> EXTRACTED DATA
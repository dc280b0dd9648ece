//! Remote order creation.
//!
//! [`OrderOrchestrator`] turns an [`OrderDraft`](orderline_core::OrderDraft)
//! into a Shopify order by running one of the creation flows against an
//! [`OrderApi`]. [`AdminClient`](crate::shopify::AdminClient) is the live
//! implementation; tests supply a recording fake.
//!
//! # Flows
//!
//! - **Draft order** - create, complete, then annotate and look up routing
//! - **REST** - one `POST /orders.json` carrying custom tax lines
//! - **GraphQL** - one `orderCreate` mutation
//! - **Hybrid** - undiscounted `orderCreate`, line discounts through an edit
//!   session, then tax lines restored over REST

mod api;
mod error;
mod orchestrator;

pub use api::OrderApi;
pub use error::OrderFlowError;
pub use orchestrator::{OrchestratorOptions, OrderOrchestrator};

> TASK INSTRUCTIONS
Check each line above for the string "lines", then copy the ones that have it.

> WRITTEN ANSWER
//! - **REST** - one `POST /orders.json` carrying custom tax lines
//!   session, then tax lines restored over REST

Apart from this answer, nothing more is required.